To address this formula, which consists of an independent term apart from \$latex 0\$, the list below modification of variable is utilized:

\$\$ t= tan left( dfrac {x} {2} right)\$\$

Thus, sine as well as cosine are shared as adheres to:

\$\$ cos x= dfrac {1-t ^ 2} {1+ t ^ 2} \$\$

\$\$ wrong x= dfrac {2t} {1+ t ^ 2} \$\$

This modification of variable is referred to as the global replacement or Weierstrass replacement.

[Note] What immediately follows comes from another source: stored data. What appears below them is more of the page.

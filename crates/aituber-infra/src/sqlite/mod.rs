//! SQLite storage layer.
//!
//! The fragment store runs on WAL mode with split read/write connection pools.

pub mod fragment;
pub mod pool;
//! Conversation orchestrator.
//!
//! Resolves the live conversation, recalls relevant memories, assembles the
//! prompt, invokes generation (batch or streaming), then commits the reply to
//! the conversation and writes the exchange back into long-term memory.
//!
//! Context locks are only held for in-memory mutation, never across
//! generation or memory I/O.

use std::pin::Pin;
use std::sync::Arc;

use futures_util::{Stream, StreamExt};
use tracing::{debug, info, warn};

use aituber_types::chat::{ConversationContext, Turn};
use aituber_types::config::AppConfig;
use aituber_types::error::ConversationError;
use aituber_types::llm::{LlmError, Message};
use aituber_types::memory::MemoryMetadata;

use crate::character::{CharacterService, CharacterStore};
use crate::chat::registry::{ConversationHandle, ConversationRegistry};
use crate::memory::service::MemoryService;
use crate::memory::store::FragmentStore;

use super::engine::GenerationEngine;
use super::prompt::{DEFAULT_HISTORY_LIMIT, PromptBuilder};
use super::summarizer::{ConversationSummarizer, NOT_ENOUGH_CONVERSATION};

/// Reply tokens from [`ConversationOrchestrator::process_message_stream`].
pub type TokenStream =
    Pin<Box<dyn Stream<Item = Result<String, ConversationError>> + Send + 'static>>;

/// Tunables for one orchestrator.
#[derive(Debug, Clone)]
pub struct ConversationSettings {
    /// Trailing turns placed in each prompt.
    pub history_limit: usize,
    /// Memories recalled per message.
    pub retrieval_limit: usize,
    /// Minimum cosine similarity for a recalled memory.
    pub similarity_threshold: f32,
}

impl ConversationSettings {
    pub fn from_config(config: &AppConfig) -> Self {
        Self {
            history_limit: config.conversation.history_limit,
            retrieval_limit: config.memory.retrieval_limit,
            similarity_threshold: config.memory.similarity_threshold,
        }
    }
}

impl Default for ConversationSettings {
    fn default() -> Self {
        Self {
            history_limit: DEFAULT_HISTORY_LIMIT,
            retrieval_limit: 5,
            similarity_threshold: 0.7,
        }
    }
}

/// Everything the generation step needs, gathered before the model call.
struct PreparedTurn {
    handle: ConversationHandle,
    character_id: String,
    user_id: String,
    messages: Vec<Message>,
}

/// Stateful control loop over conversations, memory and generation.
pub struct ConversationOrchestrator<S: FragmentStore, C: CharacterStore> {
    memory: Arc<MemoryService<S>>,
    characters: Arc<CharacterService<C>>,
    engine: Arc<GenerationEngine>,
    registry: ConversationRegistry,
    settings: ConversationSettings,
}

impl<S, C> ConversationOrchestrator<S, C>
where
    S: FragmentStore + 'static,
    C: CharacterStore + 'static,
{
    pub fn new(
        memory: Arc<MemoryService<S>>,
        characters: Arc<CharacterService<C>>,
        engine: Arc<GenerationEngine>,
        registry: ConversationRegistry,
        settings: ConversationSettings,
    ) -> Self {
        Self {
            memory,
            characters,
            engine,
            registry,
            settings,
        }
    }

    pub fn memory(&self) -> &Arc<MemoryService<S>> {
        &self.memory
    }

    pub fn characters(&self) -> &Arc<CharacterService<C>> {
        &self.characters
    }

    pub fn engine(&self) -> &Arc<GenerationEngine> {
        &self.engine
    }

    pub fn settings(&self) -> &ConversationSettings {
        &self.settings
    }

    /// Return the live conversation for `conversation_id`, or start one.
    ///
    /// An existing conversation is returned unchanged even when
    /// `character_id`/`user_id` differ from the ones it was created with.
    pub async fn get_or_create_conversation(
        &self,
        character_id: &str,
        user_id: &str,
        conversation_id: Option<&str>,
    ) -> ConversationContext {
        let (handle, created) = self
            .registry
            .get_or_create(character_id, user_id, conversation_id);
        let snapshot = handle.lock().await.clone();
        if created {
            info!(
                conversation_id = %snapshot.conversation_id(),
                character_id = %character_id,
                user_id = %user_id,
                "Conversation started"
            );
        }
        snapshot
    }

    /// Snapshot of a live conversation.
    pub async fn get_conversation(&self, conversation_id: &str) -> Option<ConversationContext> {
        let handle = self.registry.get(conversation_id)?;
        let snapshot = handle.lock().await.clone();
        Some(snapshot)
    }

    /// Forget a conversation. `false` when it was not live.
    pub fn delete_conversation(&self, conversation_id: &str) -> bool {
        let removed = self.registry.remove(conversation_id);
        if removed {
            info!(conversation_id = %conversation_id, "Conversation deleted");
        }
        removed
    }

    /// Handle one user message and return the full reply.
    ///
    /// On generation failure the user turn stays in the conversation and no
    /// assistant turn or memory is written.
    #[tracing::instrument(name = "conversation.process", skip(self, user_text))]
    pub async fn process_message(
        &self,
        conversation_id: &str,
        user_text: &str,
    ) -> Result<String, ConversationError> {
        let prepared = self.prepare(conversation_id, user_text).await?;

        let reply = self.engine.generate(prepared.messages).await.map_err(|e| {
            warn!(error = %e, "Generation failed");
            ConversationError::Generation(e)
        })?;

        commit_reply(&prepared.handle, &reply).await?;
        write_back(
            self.memory.as_ref(),
            &prepared.character_id,
            &prepared.user_id,
            conversation_id,
            user_text,
            &reply,
        )
        .await;

        Ok(reply)
    }

    /// Handle one user message and stream the reply tokens.
    ///
    /// Lookup, validation, the user turn, memory recall and prompt assembly
    /// happen before this returns. The assistant turn and memory write-back
    /// are committed only once the stream has been read to the end; an early
    /// drop or a backend error commits nothing.
    #[tracing::instrument(name = "conversation.process_stream", skip(self, user_text))]
    pub async fn process_message_stream(
        &self,
        conversation_id: &str,
        user_text: &str,
    ) -> Result<TokenStream, ConversationError> {
        let PreparedTurn {
            handle,
            character_id,
            user_id,
            messages,
        } = self.prepare(conversation_id, user_text).await?;

        let mut tokens = self.engine.generate_stream(messages);
        let memory = self.memory.clone();
        let conversation_id = conversation_id.to_string();
        let user_text = user_text.to_string();

        Ok(Box::pin(async_stream::try_stream! {
            let mut reply = String::new();
            while let Some(token) = tokens.next().await {
                let token = token.map_err(|e| {
                    warn!(
                        conversation_id = %conversation_id,
                        error = %e,
                        "Generation stream failed"
                    );
                    ConversationError::Generation(e)
                })?;
                reply.push_str(&token);
                yield token;
            }

            if reply.trim().is_empty() {
                Err::<(), _>(ConversationError::Generation(LlmError::Provider {
                    message: "model returned an empty response".to_string(),
                }))?;
            }

            commit_reply(&handle, &reply).await?;
            write_back(
                memory.as_ref(),
                &character_id,
                &user_id,
                &conversation_id,
                &user_text,
                &reply,
            )
            .await;
        }))
    }

    /// Summarize a live conversation in a few sentences.
    ///
    /// Unknown conversations and ones with fewer than three turns yield the
    /// "not enough conversation" sentinel.
    pub async fn summarize_conversation(
        &self,
        conversation_id: &str,
    ) -> Result<String, ConversationError> {
        let Some(snapshot) = self.get_conversation(conversation_id).await else {
            return Ok(NOT_ENOUGH_CONVERSATION.to_string());
        };
        Ok(ConversationSummarizer::summarize(&self.engine, &snapshot).await?)
    }

    /// Steps shared by the batch and streaming paths, up to the model call.
    async fn prepare(
        &self,
        conversation_id: &str,
        user_text: &str,
    ) -> Result<PreparedTurn, ConversationError> {
        let handle = self
            .registry
            .get(conversation_id)
            .ok_or_else(|| ConversationError::NotFound(conversation_id.to_string()))?;

        let user_turn = Turn::user(user_text)?;

        let (character_id, user_id) = {
            let ctx = handle.lock().await;
            (ctx.character_id().to_string(), ctx.user_id().to_string())
        };
        let character = self.characters.load_character(&character_id).await?;

        let window: Vec<Turn> = {
            let mut ctx = handle.lock().await;
            ctx.append(user_turn);
            ctx.recent_turns(self.settings.history_limit).to_vec()
        };

        let memories = self
            .memory
            .retrieve_relevant(
                &character_id,
                user_text,
                self.settings.retrieval_limit,
                self.settings.similarity_threshold,
            )
            .await;
        debug!(
            conversation_id = %conversation_id,
            memory_count = memories.len(),
            history_count = window.len(),
            "Prompt context gathered"
        );

        let messages =
            PromptBuilder::build(&character, &memories, &window, self.settings.history_limit);

        Ok(PreparedTurn {
            handle,
            character_id,
            user_id,
            messages,
        })
    }
}

/// Append the assistant turn and mark the conversation active.
async fn commit_reply(handle: &ConversationHandle, reply: &str) -> Result<(), ConversationError> {
    let turn = Turn::assistant(reply)?;
    let mut ctx = handle.lock().await;
    ctx.append(turn);
    ctx.mark_active();
    Ok(())
}

/// Store the exchange as a memory of the character. Failures are logged only.
async fn write_back<S: FragmentStore>(
    memory: &MemoryService<S>,
    character_id: &str,
    user_id: &str,
    conversation_id: &str,
    user_text: &str,
    reply: &str,
) {
    let text = format!("User: {user_text}\nAssistant: {reply}");
    let metadata = MemoryMetadata::from([
        ("source".to_string(), "conversation".to_string()),
        ("conversation_id".to_string(), conversation_id.to_string()),
    ]);

    if let Err(e) = memory.add(character_id, user_id, &text, Some(metadata)).await {
        warn!(
            conversation_id = %conversation_id,
            character_id = %character_id,
            error = %e,
            "Failed to store conversation memory"
        );
    }
}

After that, the initial formula appears like this:

\$\$ 4sin x +3 cos x = 3Rightarrow 4left( frac {2t} {1+ t ^ 2} right) +3 left( frac {1-t ^ 2} {1+ t ^ 2} right)= 3\$\$

\$\$ frac {8t +3 -3 t ^ 2} {1+ t ^ 2} =3Rightarrow 8t +3 -3 t ^ 2= 3 +3 t ^ 2\$\$

Regrouping the terms, we acquire a square formula in \$latex t\$:

\$\$ -6 t ^ 2 +8 t= 0\$\$

\$\$ 3t ^ 2-4t= 0\$\$

\$\$ 3t ^ 2-4t= 0Rightarrow t( 3t-4)= 0\$\$

The options are:

\$ latex t_1 =0\$

\$ latex t_2= dfrac {4} {3} \$

This cause 2 basic formulas, by replacing back:

Formula 1

\$\$ tan left( dfrac {x} {2} right)= 0\$\$

Therefore:

\$ latexdfrac {x} {2} =arctan 0\$

\$ latex dfrac {x} {2} =0, pmpi, pm 2pi, pm 3pi, …\$

\$ latex x= 0, pm 2pi, pm 4pi, pm 6pi, …\$

\$ latex x= 2kpi= 2kcdot 360º\$

Where \$latex k\$ is an integer.

Formula 2

\$\$ tan left( dfrac {x} {2} right)= dfrac {4} {3} \$\$

We reason that:

\$ latex dfrac {x} {2} =arctan left( dfrac {4} {3} right)= 53.1 º\$

Therefore, the major option, which remains in the interval\$ latex 0leq xleq 360º \$, is:

\$ latex x= 106.2 º\$

Furthermore, the angles \$latex -253.8 º, 466.2 º, …\$ are likewise options of the suggested formula, considering that the tangent feature is routine, consequently, as a whole kind, the option is provided by:

\$ latex x = kcdot 360º+ 106.2 º\$

Where \$latex k = 0, pm 1, pm 2, pm 3 …\$, that is, \$latex k\$ is an integer.